» TASK ITEM: For this exercise, output the line containing "tagged status included." and all lines after it to the end of the records, exactly, with no other content.

Records from a dataset:
* * * * * * *

//! Opening transports and logging in.

use std::error::Error as StdError;
use std::fmt;
use std::io::{self, Read, Write};
use std::net::{TcpStream, ToSocketAddrs};
use std::time::Duration;

use log::{debug, warn};
use native_tls::{TlsConnector, TlsStream};

use crate::error::{Error, Result};
use crate::mailstore::Mailstore;

/// Everything needed to open and authenticate one connection.
///
/// The `Debug` output leaves out the password.
#[derive(Clone)]
pub struct Login<'a> {
    /// The server's host name, also used for SNI and certificate checks.
    pub host: &'a str,
    /// The port to connect to.
    pub port: u16,
    /// Whether to wrap the connection in TLS before the greeting.
    pub tls: bool,
    /// The login name.
    pub username: &'a str,
    /// The password.
    pub password: &'a str,
}

impl fmt::Debug for Login<'_> {
    fn fmt(&self, f: &mut fmt::Formatter<'_>) -> fmt::Result {
        f.debug_struct("Login")
            .field("host", &self.host)
            .field("port", &self.port)
            .field("tls", &self.tls)
            .field("username", &self.username)
            .field("password", &"<redacted>")
            .finish()
    }
}

/// Turns connection parameters into an authenticated [`Mailstore`].
///
/// Implementations must report transport problems as [`Error::ConnectionFailed`] and rejected
/// credentials as [`Error::AuthenticationFailed`], and must not retry.
pub trait Connector {
    /// The store produced by a successful login.
    type Store: Mailstore;

    /// Connect to `login.host` and log in.
    fn connect(&self, login: &Login<'_>) -> Result<Self::Store>;
}

/// The byte stream under an [`imap::Session`]: plain TCP or TLS over TCP.
#[derive(Debug)]
pub enum Transport {
    /// An unencrypted connection.
    Plain(TcpStream),
    /// A TLS connection.
    Tls(TlsStream<TcpStream>),
}

impl Read for Transport {
    fn read(&mut self, buf: &mut [u8]) -> io::Result<usize> {
        match *self {
            Transport::Plain(ref mut s) => s.read(buf),
            Transport::Tls(ref mut s) => s.read(buf),
        }
    }
}

impl Write for Transport {
    fn write(&mut self, buf: &[u8]) -> io::Result<usize> {
        match *self {
            Transport::Plain(ref mut s) => s.write(buf),
            Transport::Tls(ref mut s) => s.write(buf),
        }
    }

    fn flush(&mut self) -> io::Result<()> {
        match *self {
            Transport::Plain(ref mut s) => s.flush(),
            Transport::Tls(ref mut s) => s.flush(),
        }
    }
}

/// Connects to real servers using `native-tls`.
///
/// By default every network call blocks until the server answers. A timeout can be set to bound
/// connecting, and each individual read and write.
///
/// ```no_run
/// # use imapshell::connect::{Connector, ImapConnector, Login};
/// # use std::time::Duration;
/// # fn main() -> imapshell::error::Result<()> {
/// let connector = ImapConnector::new().timeout(Some(Duration::from_secs(30)));
/// let session = connector.connect(&Login {
///     host: "imap.example.com",
///     port: 993,
///     tls: true,
///     username: "jane",
///     password: "hunter2",
/// })?;
/// # Ok(())
/// # }
/// ```
#[derive(Clone, Debug, Default)]
pub struct ImapConnector {
    timeout: Option<Duration>,
    debug: bool,
}

impl ImapConnector {
    /// A connector that blocks without limit and does not trace the protocol.
    pub fn new() -> Self {
        ImapConnector::default()
    }

    /// Bound connect, read and write calls by `timeout`. `None` blocks indefinitely.
    pub fn timeout(mut self, timeout: Option<Duration>) -> Self {
        self.timeout = timeout;
        self
    }

    /// Print every protocol line sent and received.
    pub fn debug(mut self, debug: bool) -> Self {
        self.debug = debug;
        self
    }

    fn open_tcp(&self, host: &str, port: u16) -> io::Result<TcpStream> {
        let timeout = match self.timeout {
            Some(timeout) => timeout,
            None => return TcpStream::connect((host, port)),
        };

        // resolve the name and try every address in turn, since `connect_timeout` only takes one
        let mut last_err = None;
        for addr in (host, port).to_socket_addrs()? {
            match TcpStream::connect_timeout(&addr, timeout) {
                Ok(tcp) => {
                    tcp.set_read_timeout(Some(timeout))?;
                    tcp.set_write_timeout(Some(timeout))?;
                    return Ok(tcp);
                }
                Err(e) => {
                    debug!("couldn't connect to {}: {}", addr, e);
                    last_err = Some(e);
                }
            }
        }
        Err(last_err.unwrap_or_else(|| {
            io::Error::new(
                io::ErrorKind::NotFound,
                format!("{} did not resolve to any address", host),
            )
        }))
    }
}

impl Connector for ImapConnector {
    type Store = imap::Session<Transport>;

    fn connect(&self, login: &Login<'_>) -> Result<Self::Store> {
        let failed = |source: Box<dyn StdError>| Error::ConnectionFailed {
            host: login.host.to_string(),
            source,
        };

        debug!(
            "connecting to {}:{} ({})",
            login.host,
            login.port,
            if login.tls { "TLS" } else { "plaintext" }
        );
        let tcp = self
            .open_tcp(login.host, login.port)
            .map_err(|e| failed(e.into()))?;

        let transport = if login.tls {
            let connector = TlsConnector::new().map_err(|e| failed(e.into()))?;
            let stream = connector
                .connect(login.host, tcp)
                .map_err(|e| failed(e.into()))?;
            Transport::Tls(stream)
        } else {
            warn!(
                "connecting to {} without TLS, the password will be sent in the clear",
                login.host
            );
            Transport::Plain(tcp)
        };

        let mut session = handshake(transport, login)?;
        session.debug = self.debug;
        Ok(session)
    }
}

/// Read the greeting from `stream` and log in.
///
/// On an unencrypted connection `LOGIN` is never sent to a server that advertises
/// `LOGINDISABLED`. If the greeting does not list the capabilities, they are asked for with
/// `CAPABILITY` before the password goes out.
pub(crate) fn handshake<S: Read + Write>(
    mut stream: S,
    login: &Login<'_>,
) -> Result<imap::Session<S>> {
    let failed = |source: Box<dyn StdError>| Error::ConnectionFailed {
        host: login.host.to_string(),
        source,
    };

    let greeting = read_line(&mut stream).map_err(|e| failed(e.into()))?;
    if !greeting.starts_with(b"* OK") && !greeting.starts_with(b"* PREAUTH") {
        return Err(failed(
            format!(
                "unexpected greeting: {}",
                String::from_utf8_lossy(&greeting).trim_end()
            )
            .into(),
        ));
    }

    if !login.tls {
        let capabilities = if lists_capabilities(&greeting) {
            greeting
        } else {
            pre_auth_capabilities(&mut stream).map_err(failed)?
        };
        if advertises(&capabilities, "LOGINDISABLED") {
            return Err(Error::AuthenticationFailed {
                host: login.host.to_string(),
                reason: "the server does not allow LOGIN without TLS".to_string(),
            });
        }
    }

    let mut client = imap::Client::new(stream);
    client.greeting_read = true;
    client
        .login(login.username, login.password)
        .map_err(|(e, _client)| match e {
            imap::Error::No(_) | imap::Error::Bad(_) => Error::AuthenticationFailed {
                host: login.host.to_string(),
                reason: e.to_string(),
            },
            e => failed(Box::new(e)),
        })
}

/// Tag for the one command sent before the `imap` client takes over, which starts at `a1`.
const CAPABILITY_TAG: &[u8] = b"a0 ";

/// Send `CAPABILITY` and return every line of the reply, the tagged status included.
fn pre_auth_capabilities<S: Read + Write>(
    stream: &mut S,
) -> std::result::Result<Vec<u8>, Box<dyn StdError>> {
    stream.write_all(CAPABILITY_TAG)?;
    stream.write_all(b"CAPABILITY\r\n")?;
    stream.flush()?;

    let mut reply = Vec::new();
    loop {
        let line = read_line(stream)?;
        if line.starts_with(CAPABILITY_TAG) {
            if !line[CAPABILITY_TAG.len()..].starts_with(b"OK") {
                return Err(format!(
                    "CAPABILITY was refused: {}",
                    String::from_utf8_lossy(&line).trim_end()
                )
                .into());
            }
            return Ok(reply);
        }
        reply.extend_from_slice(&line);
    }
}

/// Read up to and including the next `\n`, one byte at a time so nothing past the line is
/// consumed before the stream is handed to the `imap` client.
fn read_line<R: Read>(stream: &mut R) -> io::Result<Vec<u8>> {
    let mut line = Vec::new();
    let mut byte = [0u8; 1];
    loop {
        if stream.read(&mut byte)? == 0 {
            return Err(io::Error::new(
                io::ErrorKind::UnexpectedEof,
                "connection closed before the end of the line",
            ));
        }
        line.push(byte[0]);
        if byte[0] == b'\n' {
            return Ok(line);
        }
    }
}

/// Whether a greeting carries a `[CAPABILITY ...]` response code.
fn lists_capabilities(greeting: &[u8]) -> bool {
    const CODE: &[u8] = b"[CAPABILITY ";
    greeting
        .windows(CODE.len())
        .any(|window| window.eq_ignore_ascii_case(CODE))
}

fn advertises(capabilities: &[u8], capability: &str) -> bool {
    String::from_utf8_lossy(capabilities)
        .to_ascii_uppercase()
        .split(|c: char| c.is_whitespace() || c == '[' || c == ']')
        .any(|atom| atom == capability)
}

* * * * * * *

» TASK RESPONSE:
/// Send `CAPABILITY` and return every line of the reply, the tagged status included.
fn pre_auth_capabilities<S: Read + Write>(
    stream: &mut S,
) -> std::result::Result<Vec<u8>, Box<dyn StdError>> {
    stream.write_all(CAPABILITY_TAG)?;
    stream.write_all(b"CAPABILITY\r\n")?;
    stream.flush()?;

    let mut reply = Vec::new();
    loop {
        let line = read_line(stream)?;
        if line.starts_with(CAPABILITY_TAG) {
            if !line[CAPABILITY_TAG.len()..].starts_with(b"OK") {
                return Err(format!(
                    "CAPABILITY was refused: {}",
                    String::from_utf8_lossy(&line).trim_end()
                )
                .into());
            }
            return Ok(reply);
        }
        reply.extend_from_slice(&line);
    }
}

/// Read up to and including the next `\n`, one byte at a time so nothing past the line is
/// consumed before the stream is handed to the `imap` client.
fn read_line<R: Read>(stream: &mut R) -> io::Result<Vec<u8>> {
    let mut line = Vec::new();
    let mut byte = [0u8; 1];
    loop {
        if stream.read(&mut byte)? == 0 {
            return Err(io::Error::new(
                io::ErrorKind::UnexpectedEof,
                "connection closed before the end of the line",
            ));
        }
        line.push(byte[0]);
        if byte[0] == b'\n' {
            return Ok(line);
        }
    }
}

/// Whether a greeting carries a `[CAPABILITY ...]` response code.
fn lists_capabilities(greeting: &[u8]) -> bool {
    const CODE: &[u8] = b"[CAPABILITY ";
    greeting
        .windows(CODE.len())
        .any(|window| window.eq_ignore_ascii_case(CODE))
}

fn advertises(capabilities: &[u8], capability: &str) -> bool {
    String::from_utf8_lossy(capabilities)
        .to_ascii_uppercase()
        .split(|c: char| c.is_whitespace() || c == '[' || c == ']')
        .any(|atom| atom == capability)
}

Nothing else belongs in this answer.